A cada vez que faço um filme, aprendo muito mais sobre mim do que sobre cinema, ou sobre o mundo. Atuar para um filme é um ato de descobrir mais sobre sua própria natureza projetando-a em um personagem. Eu sou um mistério para mim. Eu filmo para ter uma ideia mais precisa do que sou. Sobre “deixar tudo em ordem”, no cinema, é ter a certeza de que trabalhei com diretores que valorizaram o papel da mulher na sociedade.
Esse é o caso de “Uma dama em Paris”, em que a senhora vive uma imigrante da Estônia às voltas com um amor do passado?

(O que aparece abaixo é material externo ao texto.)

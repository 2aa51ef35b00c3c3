//! lens_optimizer — argmin-powered driver for merit-based lens optimization.
//!
//! Purpose
//! -------
//! Minimize a [`Merit`](crate::optimization::merit::Merit) over a
//! [`System`](crate::system::System): pick a solver, respect parameter
//! bounds, penalize constraint violations, and write the best parameters
//! back. Callers build a merit, choose [`OptimizeOptions`], and call
//! [`optimize`].
//!
//! Key behaviors
//! -------------
//! - [`adapter::ArgMinAdapter`] exposes the penalized merit cost
//!   `‖F‖² + penalty · (‖h‖² + ‖max(0, g)‖²)` to `argmin` in unconstrained
//!   coordinates; bounds are enforced by smooth transforms.
//! - [`builders`] construct L-BFGS (Hager–Zhang or More–Thuente line search)
//!   or Nelder–Mead from the options.
//! - [`run::run_solver`] executes any of them and collects a
//!   [`run::RunSummary`].
//! - [`finite_diff`] supplies gradients with per-parameter steps, since no
//!   analytic derivative of a ray trace is available.
//!
//! Invariants & assumptions
//! ------------------------
//! - Every parameter vector handed to the merit function lies inside its
//!   bounds.
//! - The caller's system is only written after a successful run; errors
//!   leave it untouched.
//! - Options ([`Tolerances`], [`OptimizeOptions`]) are validated on
//!   construction.
//!
//! Conventions
//! -----------
//! - `x` is parameter space, `z` solver space; [`OptimizeOutcome`] reports
//!   `x`.
//! - `converged` is `true` only when a solver tolerance was met; running out
//!   of iterations or time is reported, not treated as an error, unless the
//!   caller asks via [`OptimizeOutcome::ensure_converged`].
//!
//! Downstream usage
//! ----------------
//! - Build a `Merit`, call [`optimize`] with the system, ray bundles, and
//!   options, then inspect [`OptimizeOutcome`].
//!
//! Testing notes
//! -------------
//! - Unit tests per submodule cover option validation, FD accuracy, the
//!   chain rule through bound transforms, and solver construction.
//! - `api` tests drive every method to a known optimum on a singlet.

pub mod adapter;
pub mod api;
pub mod builders;
pub mod finite_diff;
pub mod run;
pub mod traits;
pub mod types;
pub mod validation;

// ---- Re-exports (primary public surface) ----------------------------------

pub use self::api::optimize;
pub use self::run::RunSummary;
pub use self::traits::{LineSearcher, Method, OptimizeOptions, OptimizeOutcome, Tolerances};
pub use self::types::{Cost, DEFAULT_LBFGS_MEM, FnEvalMap, Grad, Residuals, Theta};

pub mod prelude {
    pub use super::api::optimize;
    pub use super::traits::{LineSearcher, Method, OptimizeOptions, OptimizeOutcome, Tolerances};
    pub use super::types::{Grad, Theta};
}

“Uma dama em Paris” são as memórias de uma mulher que deixou a Estônia na pobreza e sobreviveu na França com dificuldade, com a ajuda dos homens que conheceu e daquele por quem se apaixonou. Não penso que seja um filme sobre solidão, como algumas pessoas dizem, e sim um filme sobre a realidade de alguém que deu adeus ao sexo, mas não ao amor.
Há dois filmes seus ainda inéditos para estrear no Brasil: “La Duchesse de Varsovie”, de Joseph Morder, e “O Gebo e a sombra”, de Manoel de Oliveira. A senhora mantém uma produtividade invejável, atuando em uma média de dois longas por ano. Como avalia o cinema feito hoje na França?
Há muita coisa sendo produzida e você se depara como filmes incríveis como “La vie d’Adèle”. Mas o que lamento no cinema contemporâneo, de modo geral, é que as relações sexuais no cinema vêm se vulgarizando num ponto que beira a estética pornô. É assim em todo canto. Quando comecei, os diretores tratavam as mulheres nas telas com mais poesia, mesmo pelo viés sexual. Essa história de me enxergarem como mito só me interessa num ponto: saber que apareci em um momento no qual havia diretores interessados em falar da força da mulher. E eu servi a esses cineastas da forma que pude. Hoje, o cinema se “masculiniza” de uma forma estranha. Você vê mais filmes sobre homens, sobre cobiça, sobre riqueza. Onde fica a mulher nisso?